Agressions sexuelles et formation des juges

En mai dernier, la Chambre des communes a adopté une loi modifiant le Code criminel canadien et la Loi sur les juges. Elle reconnaît que les procès pour agression sexuelle « risquent fortement de revictimiser les survivant.e.s d’actes de violence sexuelle » et « que ce type de procès donne parfois lieu à des interprétations douteuses du droit. » Ces modifications sont les bienvenues, mais sont-elles suffisantes pour redonner confiance aux victimes dans le système judiciaire ?

Contexte

Le projet de loi a été adopté  alors que certains juges canadiens étaient accusés sur la place publique d’avoir rendu des décisions sexistes, paternalistes ou revictimisantes dans des cas d’agression sexuelle.

Dans un cas, un chauffeur de taxi avait été accusé du viol d’une femme après qu’elle ait été trouvée inconsciente et nue dans son taxi en 2015. Le juge Gregory Lenehan (Halifax) avait déclaré lors de son jugement : « A lack of memory does not equate to a lack of consent… Clearly, a drunk can consent ». Bien que cette déclaration ne soit pas erronée au plan juridique, elle constitue certainement une grave maladresse. Une personne sous l’effet de l’alcool peut avoir la capacité de donner son consentement, mais le droit canadien prévoit que le consentement doit être affirmatif et continu (une personne inconsicente ne peut donc pas consentir)¹. Or, on peut supposer que dans la plupart des cas, une personne qui n’a aucun souvenir des événements n’avait pas la capacité de fournir un tel degré de consentement. Il s’agit donc d’une question de faits… et de preuve.

Dans un cas tout aussi troublant, le juge Robin Camp (Alberta) a remis en question la façon, trop faible selon lui, dont la victime s’était débattue contre son agresseur : « why didn’t you just keep your knees together? » a-t-il demandé à la victime lors du procès, en ajoutant que « pain and sex sometimes go together ». Le Comité d’enquête du Conseil canadien de la magistrature a par la suite examiné la conduite du juge et recommandé sa révocation. Le juge a finalement démissionné.
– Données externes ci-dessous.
//! Top-N leaderboard kept in a flat key-value store.
//!
//! Rows are written as `LB_Count`, `LB_Name_{i}`, `LB_Time_{i}`, the same
//! shape an engine's player-prefs store uses, so any string/int/float store
//! can back it. Lower times rank higher.

use std::collections::BTreeMap;

use serde::{Deserialize, Serialize};

use crate::constants::{leaderboard_keys, MISSING_NAME, MISSING_TIME};
use crate::session::format_time;

/// Minimal persisted key-value store.
pub trait ScoreStore {
    fn get_int(&self, key: &str, default: i32) -> i32;
    fn set_int(&mut self, key: &str, value: i32);
    fn get_string(&self, key: &str, default: &str) -> String;
    fn set_string(&mut self, key: &str, value: &str);
    fn get_float(&self, key: &str, default: f32) -> f32;
    fn set_float(&mut self, key: &str, value: f32);
    /// Flush pending writes.
    fn save(&mut self);
}

#[derive(Debug, Clone, PartialEq, Serialize, Deserialize)]
#[serde(untagged)]
pub enum StoredValue {
    Int(i32),
    Float(f32),
    Text(String),
}

/// In-memory store. Serializes to a flat JSON object for hosts that persist it.
#[derive(Debug, Clone, Default, PartialEq, Serialize, Deserialize)]
#[serde(transparent)]
pub struct MemoryStore {
    values: BTreeMap<String, StoredValue>,
    #[serde(skip)]
    saves: usize,
}

impl MemoryStore {
    pub fn new() -> Self {
        Self::default()
    }

    pub fn from_json(json: &str) -> crate::error::Result<Self> {
        Ok(serde_json::from_str(json)?)
    }

    pub fn to_json(&self) -> crate::error::Result<String> {
        Ok(serde_json::to_string_pretty(self)?)
    }

    /// How many times `save` has been called.
    pub fn save_count(&self) -> usize {
        self.saves
    }

    pub fn len(&self) -> usize {
        self.values.len()
    }

    pub fn is_empty(&self) -> bool {
        self.values.is_empty()
    }
}

impl ScoreStore for MemoryStore {
    fn get_int(&self, key: &str, default: i32) -> i32 {
        match self.values.get(key) {
            Some(StoredValue::Int(v)) => *v,
            _ => default,
        }
    }

    fn set_int(&mut self, key: &str, value: i32) {
        self.values.insert(key.to_string(), StoredValue::Int(value));
    }

    fn get_string(&self, key: &str, default: &str) -> String {
        match self.values.get(key) {
            Some(StoredValue::Text(v)) => v.clone(),
            _ => default.to_string(),
        }
    }

    fn set_string(&mut self, key: &str, value: &str) {
        self.values
            .insert(key.to_string(), StoredValue::Text(value.to_string()));
    }

    fn get_float(&self, key: &str, default: f32) -> f32 {
        match self.values.get(key) {
            Some(StoredValue::Float(v)) => *v,
            // JSON round-trips whole-number floats as ints.
            Some(StoredValue::Int(v)) => *v as f32,
            _ => default,
        }
    }

    fn set_float(&mut self, key: &str, value: f32) {
        self.values
            .insert(key.to_string(), StoredValue::Float(value));
    }

    fn save(&mut self) {
        self.saves += 1;
    }
}

#[derive(Debug, Clone, PartialEq, Serialize, Deserialize)]
pub struct LeaderboardEntry {
    pub name: String,
    pub time: f32,
}

impl LeaderboardEntry {
    pub fn new(name: impl Into<String>, time: f32) -> Self {
        Self {
            name: name.into(),
            time,
        }
    }
}

/// Read every stored row, in stored order.
pub fn load_scores(store: &impl ScoreStore) -> Vec<LeaderboardEntry> {
    let count = store.get_int(leaderboard_keys::COUNT, 0).max(0);
    (0..count)
        .map(|i| LeaderboardEntry {
            name: store.get_string(
                &format!("{}{}", leaderboard_keys::NAME_PREFIX, i),
                MISSING_NAME,
            ),
            time: store.get_float(
                &format!("{}{}", leaderboard_keys::TIME_PREFIX, i),
                MISSING_TIME,
            ),
        })
        .collect()
}

/// Insert a score, keep the best `max_entries` and write them back.
///
/// Equal times keep their existing order, so an older score stays ahead.
pub fn save_score(
    store: &mut impl ScoreStore,
    name: &str,
    time: f32,
    max_entries: usize,
) -> Vec<LeaderboardEntry> {
    let mut entries = load_scores(store);
    entries.push(LeaderboardEntry::new(name, time));
    entries.sort_by(|a, b| a.time.total_cmp(&b.time));
    entries.truncate(max_entries);
    write_scores(store, &entries);
    entries
}

fn write_scores(store: &mut impl ScoreStore, entries: &[LeaderboardEntry]) {
    store.set_int(leaderboard_keys::COUNT, entries.len() as i32);
    for (i, entry) in entries.iter().enumerate() {
        store.set_string(
            &format!("{}{}", leaderboard_keys::NAME_PREFIX, i),
            &entry.name,
        );
        store.set_float(
            &format!("{}{}", leaderboard_keys::TIME_PREFIX, i),
            entry.time,
        );
    }
    store.save();
}

/// Leaderboard panel text: one `rank. NAME - MM:SS.ss` line per entry.
pub fn render(entries: &[LeaderboardEntry], empty_text: &str) -> String {
    if entries.is_empty() {
        return empty_text.to_string();
    }
    entries
        .iter()
        .enumerate()
        .map(|(i, e)| format!("{}. {} - {}\n", i + 1, e.name, format_time(e.time)))
        .collect()
}

#[cfg(test)]
mod tests {
    use super::*;

    #[test]
    fn empty_store_has_no_scores() {
        assert!(load_scores(&MemoryStore::new()).is_empty());
    }

    #[test]
    fn scores_sorted_ascending() {
        let mut store = MemoryStore::new();
        save_score(&mut store, "BBB", 75.0, 10);
        save_score(&mut store, "AAA", 61.5, 10);
        save_score(&mut store, "CCC", 90.25, 10);
        let names: Vec<_> = load_scores(&store).into_iter().map(|e| e.name).collect();
        assert_eq!(names, vec!["AAA", "BBB", "CCC"]);
    }

    #[test]
    fn keeps_only_top_entries() {
        let mut store = MemoryStore::new();
        for i in 0..12 {
            save_score(&mut store, &format!("P{i:02}"), 100.0 - i as f32, 10);
        }
        let scores = load_scores(&store);
        assert_eq!(scores.len(), 10);
        assert_eq!(scores[0].time, 89.0);
        assert_eq!(scores[9].time, 98.0);
        assert_eq!(store.get_int(leaderboard_keys::COUNT, 0), 10);
    }

    #[test]
    fn slow_time_rejected_when_full() {
        let mut store = MemoryStore::new();
        for i in 0..10 {
            save_score(&mut store, "FST", 10.0 + i as f32, 10);
        }
        let top = save_score(&mut store, "SLW", 500.0, 10);
        assert!(top.iter().all(|e| e.name != "SLW"));
    }

    #[test]
    fn tie_keeps_earlier_entry_first() {
        let mut store = MemoryStore::new();
        save_score(&mut store, "OLD", 30.0, 10);
        save_score(&mut store, "NEW", 30.0, 10);
        let scores = load_scores(&store);
        assert_eq!(scores[0].name, "OLD");
        assert_eq!(scores[1].name, "NEW");
    }

    #[test]
    fn missing_rows_use_placeholders() {
        let mut store = MemoryStore::new();
        store.set_int(leaderboard_keys::COUNT, 1);
        let scores = load_scores(&store);
        assert_eq!(scores, vec![LeaderboardEntry::new("---", 9999.0)]);
    }

    #[test]
    fn save_flushes_store() {
        let mut store = MemoryStore::new();
        save_score(&mut store, "ABC", 12.0, 10);
        assert_eq!(store.save_count(), 1);
    }

    #[test]
    fn store_survives_json() {
        let mut store = MemoryStore::new();
        save_score(&mut store, "ABC", 12.0, 10);
        save_score(&mut store, "XYZ", 8.75, 10);
        let restored = MemoryStore::from_json(&store.to_json().unwrap()).unwrap();
        assert_eq!(load_scores(&restored), load_scores(&store));
    }

    #[test]
    fn render_lists_ranked_rows() {
        let entries = vec![
            LeaderboardEntry::new("AAA", 65.5),
            LeaderboardEntry::new("BBB", 9.0),
        ];
        assert_eq!(
            render(&entries, "No scores yet."),
            "1. AAA - 01:05.50\n2. BBB - 00:09.00\n"
        );
    }

    #[test]
    fn render_empty_board() {
        assert_eq!(render(&[], "No scores yet."), "No scores yet.");
    }
}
Loi sur la responsabilité judiciaire par la formation en matière de droit relatif aux agressions sexuelles

En vertu de la nouvelle loi, pour être nommés, les juges fédéraux devront avoir suivi une formation relative aux agressions sexuelles « élaborée en consultation avec des survivants d’agression sexuelle ainsi que des groupes et des organismes qui les aident ». Cette formation abordera notamment les principes juridiques sous-tendant le consentement (« Sans oui, c’est non ! ») ainsi que les stéréotypes et les mythes associés aux plaignants (« Est-ce que boire de l’alcool équivaut à donner son consentement ? » Je vous le donne en mille !). Cette nouvelle loi devrait ainsi permettre aux organismes et aux victimes d’avoir un impact direct sur le système judiciaire en participant à l’élaboration des formations.

Le projet de loi a reçu un appui général de la part des organismes qui viennent en aide aux victimes de violences sexuelles qui y ont vu une manière de répondre à la nécessité de pouvoir compter sur une magistrature informée².
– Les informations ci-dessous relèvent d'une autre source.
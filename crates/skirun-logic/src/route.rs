//! Routes, start poses, and the menu's route selection.
//!
//! A `RouteSet` holds every route placed in the game scene. The title menu
//! picks one by index; the race clamps that index into range before use.

use serde::{Deserialize, Serialize};

use crate::error::{GameError, Result};

/// Position plus orientation (quaternion, xyzw).
#[derive(Debug, Clone, Copy, PartialEq, Serialize, Deserialize)]
pub struct Pose {
    pub position: [f32; 3],
    #[serde(default = "identity_rotation")]
    pub rotation: [f32; 4],
}

fn identity_rotation() -> [f32; 4] {
    [0.0, 0.0, 0.0, 1.0]
}

impl Pose {
    pub fn at(x: f32, y: f32, z: f32) -> Self {
        Self {
            position: [x, y, z],
            rotation: identity_rotation(),
        }
    }
}

impl Default for Pose {
    fn default() -> Self {
        Self::at(0.0, 0.0, 0.0)
    }
}

/// A checkpoint as placed by level design.
#[derive(Debug, Clone, Copy, PartialEq, Eq, Serialize, Deserialize)]
pub struct CheckpointDef {
    /// Logical index, e.g. 10, 11, 12 or 20..27. Need not be contiguous.
    pub index: i32,
}

/// A named route: start pose plus its checkpoints in scene order.
#[derive(Debug, Clone, PartialEq, Serialize, Deserialize)]
pub struct Route {
    pub name: String,
    pub start: Pose,
    pub checkpoints: Vec<CheckpointDef>,
}

impl Route {
    pub fn new(name: impl Into<String>, start: Pose, indices: &[i32]) -> Self {
        Self {
            name: name.into(),
            start,
            checkpoints: indices.iter().map(|&index| CheckpointDef { index }).collect(),
        }
    }
}

/// Index chosen on the route select page. Defaults to the first route.
#[derive(Debug, Clone, Copy, Default, PartialEq, Eq, Serialize, Deserialize)]
pub struct RouteSelection(pub i64);

/// Every route available in the game scene.
///
/// A `None` slot is a route whose scene references were never wired up.
#[derive(Debug, Clone, Default, Serialize, Deserialize)]
pub struct RouteSet {
    pub routes: Vec<Option<Route>>,
}

impl RouteSet {
    pub fn new(routes: Vec<Route>) -> Self {
        Self {
            routes: routes.into_iter().map(Some).collect(),
        }
    }

    pub fn from_json(json: &str) -> Result<Self> {
        Ok(serde_json::from_str(json)?)
    }

    pub fn len(&self) -> usize {
        self.routes.len()
    }

    pub fn is_empty(&self) -> bool {
        self.routes.is_empty()
    }

    /// Clamp a menu selection into `0..len`.
    pub fn clamp_index(&self, selection: RouteSelection) -> Option<usize> {
        if self.routes.is_empty() {
            return None;
        }
        let last = self.routes.len() as i64 - 1;
        Some(selection.0.clamp(0, last) as usize)
    }

    /// Resolve the selected route, clamping out-of-range selections.
    pub fn select(&self, selection: RouteSelection) -> Result<&Route> {
        let Some(index) = self.clamp_index(selection) else {
            log::error!("No routes configured.");
            return Err(GameError::NoRoutes);
        };
        log::info!("Using route index = {}", index);
        match &self.routes[index] {
            Some(route) => Ok(route),
            None => {
                log::error!("Route data not set correctly for index {}", index);
                Err(GameError::RouteMissing { index })
            }
        }
    }
}
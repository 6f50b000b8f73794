//! Collected keys and the pickups that grant them.

use std::collections::HashSet;

use crate::constants::DEFAULT_KEY_ID;

/// Key ids the player has collected.
#[derive(Debug, Clone, Default, PartialEq, Eq)]
pub struct KeyRing {
    keys: HashSet<String>,
}

impl KeyRing {
    pub fn new() -> Self {
        Self::default()
    }

    pub fn add_key(&mut self, key_id: &str) {
        self.keys.insert(key_id.to_string());
        log::info!("Collected key: {}", key_id);
    }

    pub fn has_key(&self, key_id: &str) -> bool {
        self.keys.contains(key_id)
    }

    pub fn len(&self) -> usize {
        self.keys.len()
    }

    pub fn is_empty(&self) -> bool {
        self.keys.is_empty()
    }
}

/// A key lying in the world. Gone once picked up.
#[derive(Debug, Clone, PartialEq, Eq)]
pub struct KeyPickup {
    pub key_id: String,
    consumed: bool,
}

impl Default for KeyPickup {
    fn default() -> Self {
        Self::new(DEFAULT_KEY_ID)
    }
}

impl KeyPickup {
    pub fn new(key_id: impl Into<String>) -> Self {
        Self {
            key_id: key_id.into(),
            consumed: false,
        }
    }

    /// Give the key to an overlapping player. Returns whether it was taken.
    pub fn on_overlap(&mut self, is_player: bool, inventory: Option<&mut KeyRing>) -> bool {
        if self.consumed {
            return false;
        }
        let Some(ring) = inventory.filter(|_| is_player) else {
            log::debug!("Key pickup conditions not met for {}", self.key_id);
            return false;
        };
        ring.add_key(&self.key_id);
        self.consumed = true;
        true
    }

    pub fn is_consumed(&self) -> bool {
        self.consumed
    }
}
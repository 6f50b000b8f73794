//! Speed-driven sound levels for the runner: ski slide loop and heartbeat.
//!
//! Only the numbers live here. The host estimates speed (or hands positions
//! to [`HeartbeatPulse`]) and pushes the resulting levels into its audio
//! sources each frame.

use crate::config::{HeartbeatAudioConfig, PulseConfig, SlideAudioConfig};

/// Volume and pitch for one looping source.
#[derive(Debug, Clone, Copy, PartialEq)]
pub struct AudioLevel {
    pub volume: f32,
    pub pitch: f32,
}

/// Position of `value` between `a` and `b`, clamped to 0..=1. Zero when the
/// range is empty.
pub fn inverse_lerp(a: f32, b: f32, value: f32) -> f32 {
    if a == b {
        return 0.0;
    }
    ((value - a) / (b - a)).clamp(0.0, 1.0)
}

/// Clamped linear interpolation.
pub fn lerp(a: f32, b: f32, t: f32) -> f32 {
    a + (b - a) * t.clamp(0.0, 1.0)
}

/// Ground speed from two frame positions; height change is ignored.
pub fn horizontal_speed(previous: [f32; 3], current: [f32; 3], dt: f32) -> f32 {
    let dx = current[0] - previous[0];
    let dz = current[2] - previous[2];
    (dx * dx + dz * dz).sqrt() / dt.max(0.0001)
}

/// Slide loop volume. Silent while airborne or at crawling speed.
pub fn slide_volume(speed: f32, grounded: bool, cfg: &SlideAudioConfig) -> f32 {
    if !grounded || speed <= cfg.min_speed {
        return 0.0;
    }
    inverse_lerp(cfg.min_speed, cfg.max_speed, speed) * cfg.max_volume
}

/// Heartbeat level. At or below `min_speed` it is muted at base pitch.
pub fn heartbeat_level(speed: f32, cfg: &HeartbeatAudioConfig) -> AudioLevel {
    if speed <= cfg.min_speed {
        return AudioLevel {
            volume: 0.0,
            pitch: cfg.base_pitch,
        };
    }
    let t = inverse_lerp(cfg.min_speed, cfg.max_speed, speed);
    AudioLevel {
        volume: lerp(cfg.base_volume, cfg.max_volume, t),
        pitch: lerp(cfg.base_pitch, cfg.max_pitch, t),
    }
}

/// Heartbeat that eases toward its target instead of jumping.
#[derive(Debug, Clone, PartialEq)]
pub struct HeartbeatPulse {
    level: AudioLevel,
    last_position: [f32; 3],
}

impl HeartbeatPulse {
    pub fn new(start_position: [f32; 3], cfg: &PulseConfig) -> Self {
        Self {
            level: AudioLevel {
                volume: cfg.normal_volume,
                pitch: cfg.normal_pitch,
            },
            last_position: start_position,
        }
    }

    /// Feed this frame's position; returns the smoothed level.
    pub fn update(&mut self, position: [f32; 3], dt: f32, cfg: &PulseConfig) -> AudioLevel {
        let speed = horizontal_speed(self.last_position, position, dt);
        self.last_position = position;

        let t = inverse_lerp(0.0, cfg.tense_speed, speed);
        let target_pitch = lerp(cfg.normal_pitch, cfg.max_pitch, t);
        let target_volume = lerp(cfg.normal_volume, cfg.max_volume, t);

        let step = dt * cfg.lerp_speed;
        self.level.pitch = lerp(self.level.pitch, target_pitch, step);
        self.level.volume = lerp(self.level.volume, target_volume, step);
        self.level
    }

    pub fn level(&self) -> AudioLevel {
        self.level
    }
}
On peut toutefois mettre en doute l’efficacité promise de la nouvelle loi. En effet, seuls les juges fédéraux (notamment ceux de la Cour supérieure, de la Cour d’appel du Québec et… de la Cour de l’impôt) sont touchés par les nouvelles règles de formation. Or selon le Barreau du Québec, « la très grande majorité » des infractions criminelles est traitée par les juges des cours provinciales (comme la Cour du Québec)³. D’ailleurs, les juges Lenehan et Camp étaient des juges provinciaux au moment où ils ont rendu leurs jugements controversés.

La loi permet d’envoyer un signal à la magistrature concernant l’importance de comprendre le contexte social particulier lié aux violences sexuelles, mais est-ce suffisant pour redonner aux victimes la confiance dans le système judiciaire ?
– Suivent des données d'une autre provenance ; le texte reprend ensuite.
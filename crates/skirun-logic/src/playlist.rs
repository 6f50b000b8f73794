//! Background music playlist.
//!
//! Only track sequencing lives here. Decoding and mixing belong to whatever
//! [`AudioOutput`] the host provides.

use rand::Rng;

use crate::config::PlaylistConfig;

/// The engine's music source.
pub trait AudioOutput {
    fn play(&mut self, track: usize);
    fn pause(&mut self);
    fn resume(&mut self);
    fn stop(&mut self);
    fn set_volume(&mut self, volume: f32);
    fn is_playing(&self) -> bool;
}

#[derive(Debug, Clone, PartialEq)]
pub struct Playlist {
    track_count: usize,
    current: usize,
    play_in_order: bool,
    loop_playlist: bool,
    muted: bool,
    stopped: bool,
    /// Set once a track has been handed to the output.
    loaded: bool,
}

impl Playlist {
    pub fn new(track_count: usize, cfg: &PlaylistConfig) -> Self {
        Self {
            track_count,
            current: 0,
            play_in_order: cfg.play_in_order,
            loop_playlist: cfg.loop_playlist,
            muted: false,
            stopped: false,
            loaded: false,
        }
    }

    /// Begin with the first track.
    pub fn start(&mut self, out: &mut impl AudioOutput) {
        if self.track_count == 0 {
            return;
        }
        self.current = 0;
        self.play_current(out);
    }

    /// Per-frame check: move on when the current track has ended.
    pub fn tick(&mut self, out: &mut impl AudioOutput, rng: &mut impl Rng) {
        if self.loaded && !self.muted && !self.stopped && !out.is_playing() {
            self.next(out, rng);
        }
    }

    pub fn next(&mut self, out: &mut impl AudioOutput, rng: &mut impl Rng) {
        if self.track_count == 0 {
            return;
        }
        if self.play_in_order {
            if self.current + 1 >= self.track_count {
                if !self.loop_playlist {
                    return;
                }
                self.current = 0;
            } else {
                self.current += 1;
            }
        } else {
            self.current = rng.gen_range(0..self.track_count);
        }
        self.play_current(out);
    }

    pub fn previous(&mut self, out: &mut impl AudioOutput) {
        if self.track_count == 0 {
            return;
        }
        self.current = match self.current {
            0 => self.track_count - 1,
            n => n - 1,
        };
        self.play_current(out);
    }

    pub fn toggle_mute(&mut self, out: &mut impl AudioOutput) {
        self.muted = !self.muted;
        if self.muted {
            out.pause();
        } else {
            out.resume();
        }
    }

    pub fn set_volume(&mut self, out: &mut impl AudioOutput, volume: f32) {
        out.set_volume(volume.clamp(0.0, 1.0));
    }

    /// Stop the music for good; `tick` will not restart it.
    pub fn stop(&mut self, out: &mut impl AudioOutput) {
        self.stopped = true;
        out.stop();
    }

    fn play_current(&mut self, out: &mut impl AudioOutput) {
        self.loaded = true;
        self.stopped = false;
        out.play(self.current);
    }

    pub fn current(&self) -> usize {
        self.current
    }

    pub fn is_muted(&self) -> bool {
        self.muted
    }

    pub fn is_stopped(&self) -> bool {
        self.stopped
    }
}

#[cfg(test)]
mod tests {
    use super::*;
    use rand::rngs::StdRng;
    use rand::SeedableRng;

    #[derive(Default)]
    struct FakeOutput {
        played: Vec<usize>,
        playing: bool,
        paused: bool,
        volume: f32,
    }

    impl AudioOutput for FakeOutput {
        fn play(&mut self, track: usize) {
            self.played.push(track);
            self.playing = true;
        }
        fn pause(&mut self) {
            self.paused = true;
            self.playing = false;
        }
        fn resume(&mut self) {
            self.paused = false;
            self.playing = true;
        }
        fn stop(&mut self) {
            self.playing = false;
        }
        fn set_volume(&mut self, volume: f32) {
            self.volume = volume;
        }
        fn is_playing(&self) -> bool {
            self.playing
        }
    }

    fn rng() -> StdRng {
        StdRng::seed_from_u64(7)
    }

    #[test]
    fn plays_in_order_and_loops() {
        let mut out = FakeOutput::default();
        let mut list = Playlist::new(3, &PlaylistConfig::default());
        let mut rng = rng();
        list.start(&mut out);
        for _ in 0..3 {
            out.playing = false; // track ended
            list.tick(&mut out, &mut rng);
        }
        assert_eq!(out.played, vec![0, 1, 2, 0]);
    }

    #[test]
    fn stops_at_end_without_loop() {
        let cfg = PlaylistConfig {
            loop_playlist: false,
            ..PlaylistConfig::default()
        };
        let mut out = FakeOutput::default();
        let mut list = Playlist::new(2, &cfg);
        let mut rng = rng();
        list.start(&mut out);
        list.next(&mut out, &mut rng);
        list.next(&mut out, &mut rng);
        assert_eq!(out.played, vec![0, 1]);
        assert_eq!(list.current(), 1);
    }

    #[test]
    fn shuffle_stays_in_range() {
        let cfg = PlaylistConfig {
            play_in_order: false,
            ..PlaylistConfig::default()
        };
        let mut out = FakeOutput::default();
        let mut list = Playlist::new(4, &cfg);
        let mut rng = rng();
        for _ in 0..50 {
            list.next(&mut out, &mut rng);
        }
        assert_eq!(out.played.len(), 50);
        assert!(out.played.iter().all(|&t| t < 4));
    }

    #[test]
    fn previous_wraps_to_last() {
        let mut out = FakeOutput::default();
        let mut list = Playlist::new(3, &PlaylistConfig::default());
        list.start(&mut out);
        list.previous(&mut out);
        assert_eq!(list.current(), 2);
    }

    #[test]
    fn muted_player_does_not_advance() {
        let mut out = FakeOutput::default();
        let mut list = Playlist::new(3, &PlaylistConfig::default());
        let mut rng = rng();
        list.start(&mut out);
        list.toggle_mute(&mut out);
        assert!(list.is_muted());
        assert!(out.paused);
        list.tick(&mut out, &mut rng);
        assert_eq!(out.played, vec![0]);
        list.toggle_mute(&mut out);
        assert!(!list.is_muted());
        assert!(out.playing);
    }

    #[test]
    fn stop_is_sticky() {
        let mut out = FakeOutput::default();
        let mut list = Playlist::new(3, &PlaylistConfig::default());
        let mut rng = rng();
        list.start(&mut out);
        list.stop(&mut out);
        list.tick(&mut out, &mut rng);
        assert!(list.is_stopped());
        assert_eq!(out.played, vec![0]);
    }

    #[test]
    fn empty_playlist_is_silent() {
        let mut out = FakeOutput::default();
        let mut list = Playlist::new(0, &PlaylistConfig::default());
        let mut rng = rng();
        list.start(&mut out);
        list.next(&mut out, &mut rng);
        list.previous(&mut out);
        list.tick(&mut out, &mut rng);
        assert!(out.played.is_empty());
    }

    #[test]
    fn idle_before_start_does_not_play() {
        let mut out = FakeOutput::default();
        let mut list = Playlist::new(2, &PlaylistConfig::default());
        list.tick(&mut out, &mut rng());
        assert!(out.played.is_empty());
    }

    #[test]
    fn volume_is_clamped() {
        let mut out = FakeOutput::default();
        let mut list = Playlist::new(1, &PlaylistConfig::default());
        list.set_volume(&mut out, 1.7);
        assert_eq!(out.volume, 1.0);
    }
}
Selon le Bureau de l’ombudsman fédéral des victimes d’actes criminels, l’agression sexuelle est l’infraction criminelle la moins susceptible d’être signalée à la police ; seulement une agression sur 25 serait signalée. De nombreuses raisons sont invoquées, mais il semble que de manière générale « les victimes ne sentent pas que le système va les traiter de façon équitable et avec dignité et respect»⁴. Il s’agit donc d’un problème profond qui touche non seulement les juges, mais le système judiciaire pénal dans son ensemble.

Comment aller plus loin ?

Selon plusieurs intervenantes, la formation obligatoire en matière de violences sexuelles ne devrait pas s’arrêter aux seuls juges : les policiers chargés des enquêtes et les avocats devraient aussi en bénéficier.

Par ailleurs, alors que ce sont les victimes qui sont à la source des accusations portées, elles ne constituent pas, du point de vue juridique, une partie au procès. Elles sont plutôt des témoins, dans une cause qui oppose leur agresseur à la « couronne ». Une victime qui est sous l’impression que le procureur de la couronne est « son » avocat sera surprise d’apprendre que l’objectif du procureur de la couronne n’est pas d’obtenir une condamnation ni même de représenter la victime, mais plutôt de « s’assurer que la preuve soit digne de foi et présentée équitablement en Cour de façon à ce que justice soit faite au moyen d’un procès impartial. »

Les plaintes au sujet du processus légal portent ainsi généralement sur le manque d’information et de communication par les autorités, notamment en raison de la très grande quantité de dossiers qui doivent être traités par les procureurs de la couronne. Pour certains, la création d’un programme qui permettrait de fournir des conseils juridiques indépendants aux victimes de violence sexuelle permettrait donc de favoriser leur confiance. Ces conseillers juridiques pourraient travailler avec les procureurs de la couronne au dossier en répondant notamment en profondeur aux questions des victimes, tout en respectant les droits des accusés et la nature antagoniste de notre système judiciaire¹. L’objectif qui sous-tend cette idée est de permettre aux victimes de sentir qu’elles participent au processus, et qu’elles ne sont pas simplement des observatrices.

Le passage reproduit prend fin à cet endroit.